• [Requirement]:
Look at every line of the material and count the ones holding the word "PeerState". The answer is the number only.

= Beginning of Section =

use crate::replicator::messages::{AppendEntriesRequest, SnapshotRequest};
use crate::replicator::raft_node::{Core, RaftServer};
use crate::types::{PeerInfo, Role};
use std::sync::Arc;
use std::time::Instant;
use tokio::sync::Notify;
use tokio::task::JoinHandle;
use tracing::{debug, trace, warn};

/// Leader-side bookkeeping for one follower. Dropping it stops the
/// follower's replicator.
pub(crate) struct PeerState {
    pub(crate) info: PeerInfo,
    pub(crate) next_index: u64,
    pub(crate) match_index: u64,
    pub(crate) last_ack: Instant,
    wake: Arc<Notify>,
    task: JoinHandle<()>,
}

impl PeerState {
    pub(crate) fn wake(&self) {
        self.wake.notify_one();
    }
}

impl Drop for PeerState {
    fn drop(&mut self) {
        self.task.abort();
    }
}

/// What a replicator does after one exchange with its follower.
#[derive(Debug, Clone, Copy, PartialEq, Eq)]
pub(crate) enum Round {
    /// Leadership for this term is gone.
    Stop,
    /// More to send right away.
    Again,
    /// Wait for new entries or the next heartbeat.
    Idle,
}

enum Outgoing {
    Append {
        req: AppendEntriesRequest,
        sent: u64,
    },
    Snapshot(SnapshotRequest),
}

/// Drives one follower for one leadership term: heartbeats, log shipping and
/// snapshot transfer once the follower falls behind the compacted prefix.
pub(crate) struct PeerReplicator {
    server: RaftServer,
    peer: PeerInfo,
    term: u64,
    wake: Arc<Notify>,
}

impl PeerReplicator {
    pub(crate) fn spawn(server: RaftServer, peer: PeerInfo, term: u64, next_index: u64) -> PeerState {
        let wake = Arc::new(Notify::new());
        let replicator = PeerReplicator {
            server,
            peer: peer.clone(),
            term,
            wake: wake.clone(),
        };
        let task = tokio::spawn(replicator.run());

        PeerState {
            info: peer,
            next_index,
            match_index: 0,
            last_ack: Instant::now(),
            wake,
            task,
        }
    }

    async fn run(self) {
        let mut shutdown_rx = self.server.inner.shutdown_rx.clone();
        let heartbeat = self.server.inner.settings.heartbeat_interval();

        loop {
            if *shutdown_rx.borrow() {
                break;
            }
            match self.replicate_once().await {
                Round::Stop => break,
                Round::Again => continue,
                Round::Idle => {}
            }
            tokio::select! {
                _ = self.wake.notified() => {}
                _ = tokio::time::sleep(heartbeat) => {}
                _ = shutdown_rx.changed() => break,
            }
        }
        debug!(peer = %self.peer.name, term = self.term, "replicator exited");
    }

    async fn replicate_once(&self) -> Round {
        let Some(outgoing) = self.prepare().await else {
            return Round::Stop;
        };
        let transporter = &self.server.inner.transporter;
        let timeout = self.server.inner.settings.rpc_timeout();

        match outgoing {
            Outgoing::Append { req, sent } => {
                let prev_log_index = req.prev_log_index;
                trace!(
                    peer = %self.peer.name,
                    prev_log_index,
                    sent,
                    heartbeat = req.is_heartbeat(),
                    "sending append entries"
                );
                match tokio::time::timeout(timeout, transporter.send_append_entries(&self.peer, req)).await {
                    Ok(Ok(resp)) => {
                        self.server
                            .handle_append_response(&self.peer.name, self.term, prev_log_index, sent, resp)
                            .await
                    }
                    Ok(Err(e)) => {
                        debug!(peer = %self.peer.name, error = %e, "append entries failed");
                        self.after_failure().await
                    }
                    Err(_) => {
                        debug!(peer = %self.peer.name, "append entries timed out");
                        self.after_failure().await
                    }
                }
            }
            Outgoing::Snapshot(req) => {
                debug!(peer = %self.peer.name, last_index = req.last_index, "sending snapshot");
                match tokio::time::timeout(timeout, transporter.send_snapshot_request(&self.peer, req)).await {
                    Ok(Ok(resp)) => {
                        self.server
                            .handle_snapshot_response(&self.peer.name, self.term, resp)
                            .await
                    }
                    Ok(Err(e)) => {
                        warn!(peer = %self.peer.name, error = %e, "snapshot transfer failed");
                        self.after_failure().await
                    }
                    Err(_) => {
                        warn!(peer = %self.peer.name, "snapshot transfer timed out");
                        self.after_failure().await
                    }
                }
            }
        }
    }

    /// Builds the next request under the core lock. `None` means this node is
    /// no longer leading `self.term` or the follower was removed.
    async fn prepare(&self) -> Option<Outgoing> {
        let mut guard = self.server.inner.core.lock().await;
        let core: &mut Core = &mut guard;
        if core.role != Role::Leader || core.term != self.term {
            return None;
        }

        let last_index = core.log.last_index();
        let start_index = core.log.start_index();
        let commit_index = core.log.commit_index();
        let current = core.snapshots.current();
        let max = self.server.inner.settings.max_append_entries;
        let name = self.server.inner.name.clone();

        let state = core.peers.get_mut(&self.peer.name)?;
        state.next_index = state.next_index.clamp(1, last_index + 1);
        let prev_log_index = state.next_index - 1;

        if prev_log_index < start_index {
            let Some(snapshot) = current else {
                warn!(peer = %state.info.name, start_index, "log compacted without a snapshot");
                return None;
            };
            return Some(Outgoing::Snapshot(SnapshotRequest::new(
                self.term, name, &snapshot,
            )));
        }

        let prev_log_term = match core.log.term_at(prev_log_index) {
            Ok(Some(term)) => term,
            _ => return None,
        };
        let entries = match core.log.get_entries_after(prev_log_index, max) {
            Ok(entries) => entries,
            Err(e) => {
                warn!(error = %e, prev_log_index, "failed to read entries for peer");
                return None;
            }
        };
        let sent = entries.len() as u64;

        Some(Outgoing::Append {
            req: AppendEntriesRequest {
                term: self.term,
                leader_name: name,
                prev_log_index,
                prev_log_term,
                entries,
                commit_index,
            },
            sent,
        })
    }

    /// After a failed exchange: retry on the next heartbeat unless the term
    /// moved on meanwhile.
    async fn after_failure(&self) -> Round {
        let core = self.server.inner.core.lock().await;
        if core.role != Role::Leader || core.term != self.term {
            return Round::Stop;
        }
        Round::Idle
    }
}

= End of Section =

• [Your solution]:
5